↓↓↓

//! Loading source trees and libraries from disk, then building them.

use std::fs::{self, File};
use std::io::Write;
use std::path::Path;

use asc::hir::{PathOrigin, UnitKind};
use asc::project::{LinkReport, SwfTarget, WorkspaceLoader, load_library_path};
use asc::{ProjectConfig, QName, Workspace};
use zip::write::SimpleFileOptions;

fn write(root: &Path, relative: &str, text: &str) {
    let path = root.join(relative);
    fs::create_dir_all(path.parent().unwrap()).unwrap();
    fs::write(path, text).unwrap();
}

fn write_swc(path: &Path, entries: &[(&str, &str)]) {
    fs::create_dir_all(path.parent().unwrap()).unwrap();
    let mut writer = zip::ZipWriter::new(File::create(path).unwrap());
    for (name, text) in entries {
        writer.start_file(*name, SimpleFileOptions::default()).unwrap();
        writer.write_all(text.as_bytes()).unwrap();
    }
    writer.finish().unwrap();
}

#[test]
fn test_load_source_tree_and_build() {
    let dir = tempfile::tempdir().unwrap();
    let src = dir.path().join("src");
    write(&src, "app/Main.as", "package app { import model.Item; public class Main { public var item:Item; } }");
    write(&src, "model/Item.as", "package model { public class Item extends Base {} }");
    write(&src, "model/Base.as", "package model { public class Base {} }");
    write(&src, "README.txt", "not source");

    let workspace = Workspace::new();
    let project = workspace
        .create_project(ProjectConfig::new().with_source_path(&src))
        .unwrap();
    let units = WorkspaceLoader::new()
        .with_preparse(true)
        .load_source_roots(&project)
        .unwrap();
    assert_eq!(units.len(), 3);

    let main = project
        .resolve_qname_to_compilation_unit(&QName::new("app", "Main"))
        .unwrap()
        .unwrap();
    let output = SwfTarget::new(project.clone()).build(&[main.id()]).unwrap();
    assert!(!output.has_errors(), "{:?}", output.problems);

    let order: Vec<String> = output
        .units
        .iter()
        .map(|unit| {
            Path::new(unit.name())
                .file_stem()
                .unwrap()
                .to_string_lossy()
                .into_owned()
        })
        .collect();
    assert_eq!(order, vec!["Base", "Item", "Main"]);
    assert_eq!(output.bytecode.len(), 3);
    assert!(output.bytecode.iter().all(|(_, bytes)| !bytes.is_empty()));

    let report = LinkReport::new(&project, &output).unwrap();
    assert_eq!(report.units.len(), 3);
    let linked_main = report.units.last().unwrap();
    assert_eq!(linked_main.definitions, vec!["app.Main".to_string()]);
    assert_eq!(linked_main.dependencies.len(), 1);
    assert!(report.problems.is_empty());
}

#[test]
fn test_load_directory_rejects_missing_dir() {
    let dir = tempfile::tempdir().unwrap();
    let workspace = Workspace::new();
    let project = workspace.create_project(ProjectConfig::new()).unwrap();
    let err = WorkspaceLoader::new()
        .load_directory(&project, dir.path().join("absent"))
        .unwrap_err();
    assert!(err.is_unit_local());
}

#[test]
fn test_library_archive_is_shadowed_by_source() {
    let dir = tempfile::tempdir().unwrap();
    let src = dir.path().join("src");
    let libs = dir.path().join("libs");
    write(&src, "util/Strings.as", "package util { public class Strings {} }");
    write_swc(
        &libs.join("util.swc"),
        &[
            ("util/Strings.as", "package util { public class Strings {} }"),
            ("util/Numbers.as", "package util { public class Numbers {} }"),
            ("catalog.xml", "<swc/>"),
        ],
    );

    let workspace = Workspace::new();
    let project = workspace
        .create_project(
            ProjectConfig::new()
                .with_source_path(&src)
                .with_library_path(&libs),
        )
        .unwrap();
    let library = load_library_path(&project).unwrap();
    assert_eq!(library.len(), 2);
    assert!(library.iter().all(|unit| unit.kind() == UnitKind::SwcEmbedded));
    assert!(
        library
            .iter()
            .all(|unit| unit.priority().origin == PathOrigin::LibraryPath)
    );
    let sources = WorkspaceLoader::new().load_source_roots(&project).unwrap();
    assert_eq!(sources.len(), 1);

    let strings = project
        .resolve_qname_to_compilation_unit(&QName::new("util", "Strings"))
        .unwrap()
        .unwrap();
    assert_eq!(strings.id(), sources[0].id());

    let numbers = project
        .resolve_qname_to_compilation_unit(&QName::new("util", "Numbers"))
        .unwrap()
        .unwrap();
    assert_eq!(numbers.kind(), UnitKind::SwcEmbedded);

    // Embedded units carry their archive entry as bytecode.
    let output = SwfTarget::new(project.clone()).build(&[numbers.id()]).unwrap();
    assert_eq!(output.units.len(), 1);
    assert_eq!(
        &*output.bytecode[0].1,
        b"package util { public class Numbers {} }".as_slice()
    );
}

#[test]
fn test_missing_library_root_is_empty() {
    let dir = tempfile::tempdir().unwrap();
    let workspace = Workspace::new();
    let project = workspace
        .create_project(ProjectConfig::new().with_library_path(dir.path().join("nothing.swc")))
        .unwrap();
    assert!(load_library_path(&project).unwrap().is_empty());
}

#[cfg(feature = "interchange")]
#[test]
fn test_link_report_json() {
    let workspace = Workspace::new();
    let project = workspace
        .create_project(ProjectConfig::new().with_source_path("/src"))
        .unwrap();
    workspace
        .add_string_file("/src/A.as", "package { public class A extends B {} }")
        .unwrap();
    workspace
        .add_string_file("/src/B.as", "package { public class B {} }")
        .unwrap();
    let a = project.add_source_file("/src/A.as").unwrap();
    project.add_source_file("/src/B.as").unwrap();

    let output = SwfTarget::new(project.clone()).build(&[a.id()]).unwrap();
    let report = LinkReport::new(&project, &output).unwrap();
    let json = report.to_json().unwrap();
    assert!(json.contains("\"/src/A.as\""));
    let back = LinkReport::from_json(&json).unwrap();
    assert_eq!(back.units.len(), 2);
    assert_eq!(back.units[1].dependencies[0].unit, back.units[0].id);
}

↑↑↑

What is required. Your reply should be the number of lines in the listing above that contain "entries", with nothing added.

Exercise response. 2